While you’re here, check out our review of Pulling Focus.
Words: Renette van der merwe
Photo: Chris Anderson
Firstly, Pop Punk in Color is a great insight into your lived experience, so we thank you for your honesty. For people who’ve not seen it yet, do you want to tell them a little bit more about the message behind it?
Pop Punk In Color is really about bringing diversity and inclusion to the alternative music scene. As people of color who have grown up in the alternative music scene we would often feel out of place when attending shows. Not only did most artists not look like us, but you could usually count on one hand the number of other people of color in the room. These experiences can seed doubts and be discouraging. We really want to show people that music is all inclusive. It doesn’t matter what you look like or the way you speak. Music should bring people together and you should never judge a book by its cover.
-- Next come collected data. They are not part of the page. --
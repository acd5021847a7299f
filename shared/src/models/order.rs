//! Order Model

use serde::{Deserialize, Serialize};

/// Order fulfilment status. Free-form axis: any value may replace any
/// other, there is no enforced transition graph.
#[derive(Debug, Clone, Copy, Serialize, Deserialize, PartialEq, Eq, Default)]
#[serde(rename_all = "snake_case")]
pub enum OrderStatus {
    #[default]
    Pending,
    Processing,
    Completed,
    Cancelled,
}

impl OrderStatus {
    pub fn as_str(&self) -> &'static str {
        match self {
            Self::Pending => "pending",
            Self::Processing => "processing",
            Self::Completed => "completed",
            Self::Cancelled => "cancelled",
        }
    }
}

impl std::str::FromStr for OrderStatus {
    type Err = String;

    fn from_str(s: &str) -> Result<Self, Self::Err> {
        match s {
            "pending" => Ok(Self::Pending),
            "processing" => Ok(Self::Processing),
            "completed" => Ok(Self::Completed),
            "cancelled" => Ok(Self::Cancelled),
            other => Err(format!("unknown order status: {other}")),
        }
    }
}

/// Payment status. Independent axis from [`OrderStatus`].
#[derive(Debug, Clone, Copy, Serialize, Deserialize, PartialEq, Eq, Default)]
#[serde(rename_all = "snake_case")]
pub enum PaymentStatus {
    #[default]
    Pending,
    Paid,
    Failed,
}

impl PaymentStatus {
    pub fn as_str(&self) -> &'static str {
        match self {
            Self::Pending => "pending",
            Self::Paid => "paid",
            Self::Failed => "failed",
        }
    }
}

impl std::str::FromStr for PaymentStatus {
    type Err = String;

    fn from_str(s: &str) -> Result<Self, Self::Err> {
        match s {
            "pending" => Ok(Self::Pending),
            "paid" => Ok(Self::Paid),
            "failed" => Ok(Self::Failed),
            other => Err(format!("unknown payment status: {other}")),
        }
    }
}

/// Payment method
#[derive(Debug, Clone, Copy, Serialize, Deserialize, PartialEq, Eq)]
#[serde(rename_all = "snake_case")]
pub enum PaymentMethod {
    Cash,
    Card,
    Upi,
    BankTransfer,
}

impl PaymentMethod {
    pub fn as_str(&self) -> &'static str {
        match self {
            Self::Cash => "cash",
            Self::Card => "card",
            Self::Upi => "upi",
            Self::BankTransfer => "bank_transfer",
        }
    }
}

impl std::str::FromStr for PaymentMethod {
    type Err = String;

    fn from_str(s: &str) -> Result<Self, Self::Err> {
        match s {
            "cash" => Ok(Self::Cash),
            "card" => Ok(Self::Card),
            "upi" => Ok(Self::Upi),
            "bank_transfer" => Ok(Self::BankTransfer),
            other => Err(format!("unknown payment method: {other}")),
        }
    }
}

/// Order line item
#[derive(Debug, Clone, Serialize, Deserialize)]
pub struct LineItem {
    pub name: String,
    pub quantity: i32,
    /// Unit price in currency unit
    pub price: f64,
}

/// Shipping address (all fields optional free text)
#[derive(Debug, Clone, Serialize, Deserialize, Default)]
pub struct ShippingAddress {
    pub street: Option<String>,
    pub city: Option<String>,
    pub state: Option<String>,
    pub zip_code: Option<String>,
    pub country: Option<String>,
}

/// Order entity
#[derive(Debug, Clone, Serialize, Deserialize)]
pub struct Order {
    pub id: i64,
    /// Human-readable identifier (`ORD` + 6 digits, or timestamp
    /// fallback). Assigned once at creation, never reassigned.
    pub order_number: String,
    /// Reference into the customer directory; existence is not
    /// validated here.
    pub customer_id: i64,
    pub items: Vec<LineItem>,
    /// Derived: always `sum(quantity * price)` over `items` as of the
    /// last item mutation.
    pub total_amount: f64,
    pub status: OrderStatus,
    pub payment_status: PaymentStatus,
    pub payment_method: Option<PaymentMethod>,
    pub shipping_address: Option<ShippingAddress>,
    pub notes: Option<String>,
    pub created_at: i64,
    pub updated_at: i64,
}

/// Create order payload
#[derive(Debug, Clone, Serialize, Deserialize)]
pub struct OrderCreate {
    pub customer_id: i64,
    pub items: Vec<LineItem>,
    pub status: Option<OrderStatus>,
    pub payment_status: Option<PaymentStatus>,
    pub payment_method: Option<PaymentMethod>,
    pub shipping_address: Option<ShippingAddress>,
    pub notes: Option<String>,
    /// Accepted for wire compatibility, always ignored: the total is
    /// derived from `items`.
    pub total_amount: Option<f64>,
}

/// Update order payload. Absent fields keep their stored value.
#[derive(Debug, Clone, Serialize, Deserialize, Default)]
pub struct OrderUpdate {
    pub customer_id: Option<i64>,
    pub items: Option<Vec<LineItem>>,
    pub status: Option<OrderStatus>,
    pub payment_status: Option<PaymentStatus>,
    pub payment_method: Option<PaymentMethod>,
    pub shipping_address: Option<ShippingAddress>,
    pub notes: Option<String>,
    /// Ignored: `order_number` is immutable.
    pub order_number: Option<String>,
    /// Ignored: the total is derived from `items`.
    pub total_amount: Option<f64>,
}

/// List filter for order queries
#[derive(Debug, Clone, Deserialize, Default)]
pub struct OrderFilter {
    pub status: Option<OrderStatus>,
    pub payment_status: Option<PaymentStatus>,
    pub customer_id: Option<i64>,
}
As in life, the music industry and people within it have set these preconceived notions of what skin colour means, but then rock ‘n roll originated in black communities right. Why do you think then that it’s so hard for people to understand diversity in this scene?
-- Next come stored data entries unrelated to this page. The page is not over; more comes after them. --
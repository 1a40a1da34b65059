use anyhow::{Context, Result};

/// Minimal deterministic PRNG (xoshiro256**)
struct SimpleRng {
    state: [u64; 4],
}

impl SimpleRng {
    fn new(seed: u64) -> Self {
        let mut s = [0u64; 4];
        let mut x = seed;
        for slot in &mut s {
            x = x.wrapping_mul(6364136223846793005).wrapping_add(1);
            *slot = x;
        }
        SimpleRng { state: s }
    }

    fn next_u64(&mut self) -> u64 {
        let result = (self.state[1].wrapping_mul(5))
            .rotate_left(7)
            .wrapping_mul(9);
        let t = self.state[1] << 17;
        self.state[2] ^= self.state[0];
        self.state[3] ^= self.state[1];
        self.state[1] ^= self.state[2];
        self.state[0] ^= self.state[3];
        self.state[2] ^= t;
        self.state[3] = self.state[3].rotate_left(45);
        result
    }

    fn next_f64(&mut self) -> f64 {
        (self.next_u64() >> 11) as f64 / (1u64 << 53) as f64
    }

    /// Box-Muller transform for normal distribution
    fn gauss(&mut self, mean: f64, std_dev: f64) -> f64 {
        let u1 = self.next_f64().max(1e-15);
        let u2 = self.next_f64();
        let z = (-2.0 * u1.ln()).sqrt() * (2.0 * std::f64::consts::PI * u2).cos();
        mean + std_dev * z
    }

    /// Index into `weights`, chosen proportionally.
    fn weighted(&mut self, weights: &[f64]) -> usize {
        let total: f64 = weights.iter().sum();
        let mut pick = self.next_f64() * total;
        for (i, w) in weights.iter().enumerate() {
            pick -= w;
            if pick <= 0.0 {
                return i;
            }
        }
        weights.len() - 1
    }
}

const DAYS_IN_MONTH: [u32; 12] = [31, 28, 31, 30, 31, 30, 31, 31, 30, 31, 30, 31];

fn main() -> Result<()> {
    let mut rng = SimpleRng::new(42);

    // (category, typical order value in INR, spread of ln(price))
    let categories: [(&str, f64, f64); 6] = [
        ("Electronics", 14000.0, 0.9),
        ("Clothing", 1200.0, 0.7),
        ("Home & Kitchen", 2500.0, 0.8),
        ("Beauty", 700.0, 0.6),
        ("Toys", 900.0, 0.7),
        ("Books", 450.0, 0.5),
    ];
    let states = [
        "Maharashtra",
        "Delhi",
        "Karnataka",
        "Tamil Nadu",
        "West Bengal",
        "Uttar Pradesh",
        "Gujarat",
        "Kerala",
    ];
    let payment_methods = ["UPI", "Card", "Net Banking", "COD", "Wallet"];
    let payment_weights = [0.38, 0.24, 0.10, 0.20, 0.08];
    let statuses = ["Delivered", "In Transit", "Returned", "Cancelled"];
    let status_weights = [0.85, 0.07, 0.05, 0.03];
    // Sales skew heavily toward the festive season (Oct/Nov).
    let month_weights = [
        0.5, 0.5, 0.6, 0.6, 0.7, 0.7, 0.8, 0.9, 1.1, 2.6, 2.0, 1.0,
    ];

    let output_path = "sample_sales.csv";
    let mut writer = csv::Writer::from_path(output_path)
        .with_context(|| format!("creating {output_path}"))?;
    writer.write_record([
        "Date",
        "Product_Category",
        "State",
        "Payment_Method",
        "Total_Sales_INR",
        "Review_Rating",
        "Delivery_Status",
    ])?;

    let n_rows = 2500;
    for _ in 0..n_rows {
        let month = rng.weighted(&month_weights);
        let day = 1 + (rng.next_u64() % u64::from(DAYS_IN_MONTH[month])) as u32;
        let date = format!("2025-{:02}-{day:02}", month + 1);

        let (category, typical, spread) = categories[rng.weighted(&[1.0; 6])];
        let sales = (typical.ln() + rng.gauss(0.0, spread)).exp().round();

        let state = states[rng.weighted(&[1.0; 8])];
        let payment = payment_methods[rng.weighted(&payment_weights)];
        let status = statuses[rng.weighted(&status_weights)];

        // Ratings cluster near the top like real marketplace reviews; late
        // or returned orders rate worse.
        let base = if status == "Delivered" { 4.2 } else { 2.9 };
        let rating = rng.gauss(base, 0.8).round().clamp(1.0, 5.0);

        let sales = sales.to_string();
        let rating = rating.to_string();
        writer.write_record([
            date.as_str(),
            category,
            state,
            payment,
            sales.as_str(),
            rating.as_str(),
            status,
        ])?;
    }
    writer.flush()?;

    println!("Wrote {n_rows} sales rows to {output_path}");
    Ok(())
}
There are really two parts to this. First of all, there is far less rock music in the mainstream now and I feel that a lot of it has to do with the mainstream media in the 90s. Looking at popular music today, most of it is derived from rap, hip-hop or r&b which is a far cry from how it was in the late 90s and 2000s. Secondly, while there used to be a lot more rock bands in the mainstream there still were not hardly any people of color in those bands. The labels really spoon-fed everyone the image of what a rock band should look like and which demographic of people should be listening to it. There was this huge push for that POCs listen to rap/hip hop and everyone else listens to rock and country and it just kind of stuck.
Throughout the documentary you talk a lot about not wanting to be put in boxes. Do you think those boxes influence the way you create or play music? Is it something that’s constantly in the back of your mind?
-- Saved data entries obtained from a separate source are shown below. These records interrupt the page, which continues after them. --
use std::collections::{BTreeMap, BTreeSet};

use eframe::egui::Color32;
use palette::{Hsl, IntoColor, Srgb};

// ---------------------------------------------------------------------------
// Color palette generator
// ---------------------------------------------------------------------------

/// Generates `n` visually distinct colours using evenly spaced hues.
pub fn generate_palette(n: usize) -> Vec<Color32> {
    if n == 0 {
        return Vec::new();
    }
    (0..n)
        .map(|i| {
            let hue = (i as f32 / n as f32) * 360.0;
            hsl_to_color32(Hsl::new(hue, 0.75, 0.55))
        })
        .collect()
}

fn hsl_to_color32(hsl: Hsl) -> Color32 {
    let rgb: Srgb = hsl.into_color();
    Color32::from_rgb(
        (rgb.red * 255.0) as u8,
        (rgb.green * 255.0) as u8,
        (rgb.blue * 255.0) as u8,
    )
}

// ---------------------------------------------------------------------------
// Color mapping: category label → Color32
// ---------------------------------------------------------------------------

/// Maps the distinct product categories to distinct colours so bars and
/// scatter points stay consistently coloured across all charts.
#[derive(Debug, Clone)]
pub struct ColorMap {
    mapping: BTreeMap<String, Color32>,
    default_color: Color32,
}

impl ColorMap {
    /// Build a colour map from the sorted distinct values of a dimension.
    pub fn new(values: &BTreeSet<String>) -> Self {
        let palette = generate_palette(values.len());
        let mapping: BTreeMap<String, Color32> = values
            .iter()
            .zip(palette)
            .map(|(v, c)| (v.clone(), c))
            .collect();

        ColorMap {
            mapping,
            default_color: Color32::GRAY,
        }
    }

    /// Look up the colour for a value.
    pub fn color_for(&self, value: &str) -> Color32 {
        self.mapping
            .get(value)
            .copied()
            .unwrap_or(self.default_color)
    }
}

// ---------------------------------------------------------------------------
// Heatmap ramps
// ---------------------------------------------------------------------------

/// Diverging blue→white→red ramp for correlation cells, `t` in `[-1, 1]`.
pub fn diverging_color(t: f64) -> Color32 {
    let t = t.clamp(-1.0, 1.0);
    let blue = (33, 102, 172);
    let red = (178, 24, 43);
    let toward = if t < 0.0 { blue } else { red };
    let a = t.abs() as f32;
    let lerp = |from: u8, to: u8| (from as f32 + (to as f32 - from as f32) * a) as u8;
    Color32::from_rgb(
        lerp(255, toward.0),
        lerp(255, toward.1),
        lerp(255, toward.2),
    )
}

/// Sequential dark-blue→green→yellow ramp for revenue cells, `t` in `[0, 1]`.
pub fn sequential_color(t: f64) -> Color32 {
    let t = t.clamp(0.0, 1.0) as f32;
    // Hue sweeps 250° (deep blue) down to 80° (yellow-green) while
    // brightening, roughly viridis-shaped.
    let hue = 250.0 - 170.0 * t;
    hsl_to_color32(Hsl::new(hue, 0.65, 0.25 + 0.45 * t))
}

/// Black or white, whichever reads better on the given background.
pub fn contrast_text(background: Color32) -> Color32 {
    let luma = 0.299 * background.r() as f32
        + 0.587 * background.g() as f32
        + 0.114 * background.b() as f32;
    if luma > 140.0 {
        Color32::BLACK
    } else {
        Color32::WHITE
    }
}

#[cfg(test)]
mod tests {
    use super::*;

    #[test]
    fn palette_has_requested_size_and_distinct_colors() {
        assert!(generate_palette(0).is_empty());
        let p = generate_palette(8);
        assert_eq!(p.len(), 8);
        let unique: std::collections::BTreeSet<_> =
            p.iter().map(|c| (c.r(), c.g(), c.b())).collect();
        assert_eq!(unique.len(), 8);
    }

    #[test]
    fn color_map_falls_back_for_unknown_values() {
        let values: BTreeSet<String> = ["A".to_string(), "B".to_string()].into();
        let cm = ColorMap::new(&values);
        assert_ne!(cm.color_for("A"), cm.color_for("B"));
        assert_eq!(cm.color_for("unknown"), Color32::GRAY);
    }

    #[test]
    fn diverging_ramp_is_white_at_zero() {
        assert_eq!(diverging_color(0.0), Color32::from_rgb(255, 255, 255));
        assert_ne!(diverging_color(-1.0), diverging_color(1.0));
    }
}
Oh definitely. There are absolutely things we’ve dealt with that influence the way we approach creating and playing music. One thing that really affects me is that I always feel like I have to perform at 110%. It’s almost as if I have to prove that I belong where I’ve gotten to. I always feel that people almost expect us to not be as good because of the way we look so there’s a feeling that we have a much smaller margin for error than your typical band. The same things apply our song writing. To us though, this is how it’s always been so I’d say we’re pretty used to it by now.
Given how big the social reaction was to Pop Punk in Color, do you think there’s a change coming in the scene? That people of colour playing alternative music will become a normalised thing?
As a scene we’re definitely on the cusp of change. Looking at ourselves and other up and coming bands like Magnolia Park, Pink Shift, and Meet Me @ The Altars, and waves of support we have gotten, is incredible. Everyone is out here doing big things and showing just how important representation is. The future of pop punk has to be inclusive. If it isn’t then the genre is going to die.
How proud are you of the fact that you’re forging a path for people who look like you to accept that they can exist in whatever space they choose?
Honestly we’re beside ourselves. The fact that we’ve been giving this opportunity, this platform to reach so many people is amazing. Everyday we read comments on our videos or TikToks that talk about how great it is to see people who look like them and, likely, have similar life experience to them playing the music that they want to listen to. One person told us that their parents told them that Pop Punk wasn’t for them because there weren’t any bands that looked like them so they couldn’t relate to the music and should stop listening. They went on to tell us how grateful they were that they could finally show their parents this type of music being played by someone who looked like them to prove the point that its for anyone and everyone. These are the types of comments that really hit for us and inspire us to keep going.
What’s the next step for Action/Adventure?
We’ve got our New EP Pulling Focus dropping today on Pure Noise Records and we couldn’t be more excited to share these new songs with everyone. We’re hoping that shows come back before the end of the year and that we can get out on road and meet all of our new friends and fans. Other than that we’re just going to keep doing our best to write some bangers and hit the studio sooner rather than later.